Segment Start: SOURCE DATA

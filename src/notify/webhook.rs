//! Webhook notification channel

use crate::core::secrets::SecretResolver;
use crate::notify::{NotificationChannel, NotificationPayload, NotifyError};
use async_trait::async_trait;
use std::time::Duration;
use tracing::debug;

/// POSTs the payload as JSON, authenticating with a bearer token read
/// from a named secret
pub struct WebhookChannel {
    client: reqwest::Client,
    url: String,
    token_secret: Option<String>,
}

impl WebhookChannel {
    pub fn new(url: impl Into<String>, token_secret: Option<String>) -> anyhow::Result<Self> {
        let client = reqwest::Client::builder()
            .timeout(Duration::from_secs(30))
            .build()?;
        Ok(Self {
            client,
            url: url.into(),
            token_secret,
        })
    }
}

#[async_trait]
impl NotificationChannel for WebhookChannel {
    fn name(&self) -> &str {
        "webhook"
    }

    async fn deliver(
        &self,
        payload: &NotificationPayload,
        secrets: &dyn SecretResolver,
    ) -> Result<(), NotifyError> {
        let mut request = self.client.post(&self.url).json(payload);

        if let Some(secret_name) = &self.token_secret {
            let token = secrets
                .resolve(secret_name)
                .ok_or_else(|| NotifyError::MissingSecret(secret_name.clone()))?;
            request = request.bearer_auth(token.expose());
        }

        let response = request
            .send()
            .await
            .map_err(|e| NotifyError::Delivery(e.without_url().to_string()))?;

        if !response.status().is_success() {
            return Err(NotifyError::Rejected(response.status().as_u16()));
        }

        debug!("Webhook accepted notification for run {}", payload.run_id);
        Ok(())
    }
}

Segment End: SOURCE DATA

Using the entries above, state how many lines include the word "NotificationPayload", with no other words.

ANSWER TO THIS TASK:
2